§ **Exercise goal**
State how many lines in these records contain the word "validate", and nothing else.

(Stored data entries)
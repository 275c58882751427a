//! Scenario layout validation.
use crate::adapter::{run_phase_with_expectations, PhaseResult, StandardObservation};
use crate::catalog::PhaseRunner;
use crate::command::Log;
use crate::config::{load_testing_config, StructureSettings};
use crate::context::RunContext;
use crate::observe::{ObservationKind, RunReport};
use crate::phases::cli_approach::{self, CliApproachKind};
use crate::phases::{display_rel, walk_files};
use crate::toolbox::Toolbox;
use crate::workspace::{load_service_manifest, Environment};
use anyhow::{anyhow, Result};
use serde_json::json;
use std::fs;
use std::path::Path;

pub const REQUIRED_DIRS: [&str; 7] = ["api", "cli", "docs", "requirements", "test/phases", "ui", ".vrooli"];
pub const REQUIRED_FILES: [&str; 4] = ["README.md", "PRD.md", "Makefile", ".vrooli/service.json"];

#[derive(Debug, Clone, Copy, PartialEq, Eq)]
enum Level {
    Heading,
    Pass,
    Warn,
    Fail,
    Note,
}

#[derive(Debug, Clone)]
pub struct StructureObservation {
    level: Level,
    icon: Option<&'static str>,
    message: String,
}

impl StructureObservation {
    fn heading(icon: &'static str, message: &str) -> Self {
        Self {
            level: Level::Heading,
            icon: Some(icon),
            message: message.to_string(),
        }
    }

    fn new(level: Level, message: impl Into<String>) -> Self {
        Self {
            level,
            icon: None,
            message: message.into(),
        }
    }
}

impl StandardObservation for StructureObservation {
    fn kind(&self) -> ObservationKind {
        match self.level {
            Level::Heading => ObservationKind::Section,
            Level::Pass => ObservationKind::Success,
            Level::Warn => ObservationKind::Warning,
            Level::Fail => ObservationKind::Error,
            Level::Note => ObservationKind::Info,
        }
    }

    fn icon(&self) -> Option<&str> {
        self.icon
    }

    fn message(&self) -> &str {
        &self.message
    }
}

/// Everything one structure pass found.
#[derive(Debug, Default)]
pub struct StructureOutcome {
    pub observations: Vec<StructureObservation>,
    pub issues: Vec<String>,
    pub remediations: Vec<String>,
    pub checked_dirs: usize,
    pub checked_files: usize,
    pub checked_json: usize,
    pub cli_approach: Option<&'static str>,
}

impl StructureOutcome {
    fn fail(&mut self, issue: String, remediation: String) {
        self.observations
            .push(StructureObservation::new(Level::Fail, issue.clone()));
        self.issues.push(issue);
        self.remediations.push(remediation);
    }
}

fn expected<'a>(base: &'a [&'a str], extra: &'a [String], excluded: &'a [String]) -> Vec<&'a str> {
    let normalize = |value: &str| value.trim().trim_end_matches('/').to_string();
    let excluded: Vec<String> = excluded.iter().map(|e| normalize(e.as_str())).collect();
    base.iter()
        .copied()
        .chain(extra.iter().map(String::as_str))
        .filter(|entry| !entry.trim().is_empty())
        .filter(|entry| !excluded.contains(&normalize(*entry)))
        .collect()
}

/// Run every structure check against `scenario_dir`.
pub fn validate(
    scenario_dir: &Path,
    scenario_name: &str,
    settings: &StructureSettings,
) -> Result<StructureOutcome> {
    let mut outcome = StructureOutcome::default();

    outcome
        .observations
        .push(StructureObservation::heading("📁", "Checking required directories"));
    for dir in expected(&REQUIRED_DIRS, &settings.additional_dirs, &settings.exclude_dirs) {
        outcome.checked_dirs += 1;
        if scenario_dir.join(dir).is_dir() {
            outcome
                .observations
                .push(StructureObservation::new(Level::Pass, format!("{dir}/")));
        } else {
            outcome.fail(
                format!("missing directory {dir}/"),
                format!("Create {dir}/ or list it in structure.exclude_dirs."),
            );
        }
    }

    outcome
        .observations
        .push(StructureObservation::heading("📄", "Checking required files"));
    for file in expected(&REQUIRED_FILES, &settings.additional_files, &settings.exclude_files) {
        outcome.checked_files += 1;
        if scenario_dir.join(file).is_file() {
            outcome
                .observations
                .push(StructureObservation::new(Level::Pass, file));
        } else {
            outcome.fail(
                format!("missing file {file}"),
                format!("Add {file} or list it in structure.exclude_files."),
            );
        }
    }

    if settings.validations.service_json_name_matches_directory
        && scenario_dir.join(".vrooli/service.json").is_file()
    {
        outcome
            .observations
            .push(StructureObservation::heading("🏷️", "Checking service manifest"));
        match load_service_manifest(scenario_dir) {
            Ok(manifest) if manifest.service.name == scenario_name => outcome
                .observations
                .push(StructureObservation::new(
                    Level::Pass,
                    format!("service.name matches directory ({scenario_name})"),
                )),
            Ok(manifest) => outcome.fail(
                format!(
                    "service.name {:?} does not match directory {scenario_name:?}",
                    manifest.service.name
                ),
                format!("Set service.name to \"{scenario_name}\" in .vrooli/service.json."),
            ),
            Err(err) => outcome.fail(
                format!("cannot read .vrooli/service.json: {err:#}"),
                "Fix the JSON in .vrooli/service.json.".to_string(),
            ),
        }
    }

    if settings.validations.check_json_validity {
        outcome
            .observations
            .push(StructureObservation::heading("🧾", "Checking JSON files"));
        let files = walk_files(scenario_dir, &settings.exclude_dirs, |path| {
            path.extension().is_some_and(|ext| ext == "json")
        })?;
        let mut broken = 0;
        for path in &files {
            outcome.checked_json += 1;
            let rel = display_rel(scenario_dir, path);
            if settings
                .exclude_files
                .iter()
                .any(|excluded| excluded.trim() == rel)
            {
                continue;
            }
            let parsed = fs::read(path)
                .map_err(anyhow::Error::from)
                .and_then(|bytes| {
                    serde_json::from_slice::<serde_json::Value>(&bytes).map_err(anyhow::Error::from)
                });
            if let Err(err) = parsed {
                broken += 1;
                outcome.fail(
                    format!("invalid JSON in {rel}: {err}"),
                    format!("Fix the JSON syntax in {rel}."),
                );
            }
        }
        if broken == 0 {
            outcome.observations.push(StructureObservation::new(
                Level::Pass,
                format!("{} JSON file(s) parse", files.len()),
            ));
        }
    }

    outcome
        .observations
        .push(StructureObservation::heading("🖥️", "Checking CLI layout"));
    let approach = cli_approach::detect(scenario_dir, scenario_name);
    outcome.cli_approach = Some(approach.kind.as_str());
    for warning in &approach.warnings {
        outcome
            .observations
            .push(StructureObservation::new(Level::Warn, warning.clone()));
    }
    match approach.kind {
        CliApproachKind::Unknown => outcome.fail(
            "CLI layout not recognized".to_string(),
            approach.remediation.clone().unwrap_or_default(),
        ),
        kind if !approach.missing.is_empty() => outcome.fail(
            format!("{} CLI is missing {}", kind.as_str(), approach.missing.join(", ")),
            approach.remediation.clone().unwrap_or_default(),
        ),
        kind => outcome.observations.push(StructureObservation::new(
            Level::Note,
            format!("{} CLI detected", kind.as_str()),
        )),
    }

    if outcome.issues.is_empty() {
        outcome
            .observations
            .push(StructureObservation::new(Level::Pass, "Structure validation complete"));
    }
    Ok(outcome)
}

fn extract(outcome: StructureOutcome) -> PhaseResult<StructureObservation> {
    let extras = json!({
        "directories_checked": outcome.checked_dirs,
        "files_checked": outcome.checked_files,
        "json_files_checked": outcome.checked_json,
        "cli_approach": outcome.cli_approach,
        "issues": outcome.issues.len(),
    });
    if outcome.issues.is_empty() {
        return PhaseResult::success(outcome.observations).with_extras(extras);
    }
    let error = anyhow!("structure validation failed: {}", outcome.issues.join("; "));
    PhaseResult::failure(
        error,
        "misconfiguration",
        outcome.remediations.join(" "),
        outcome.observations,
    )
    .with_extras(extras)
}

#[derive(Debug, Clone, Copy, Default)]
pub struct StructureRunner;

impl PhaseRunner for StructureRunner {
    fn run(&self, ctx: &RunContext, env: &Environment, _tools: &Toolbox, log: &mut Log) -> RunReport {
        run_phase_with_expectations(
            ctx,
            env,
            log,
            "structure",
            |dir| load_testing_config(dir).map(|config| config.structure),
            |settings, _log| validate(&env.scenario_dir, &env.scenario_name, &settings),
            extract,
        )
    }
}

§ **Task result**
2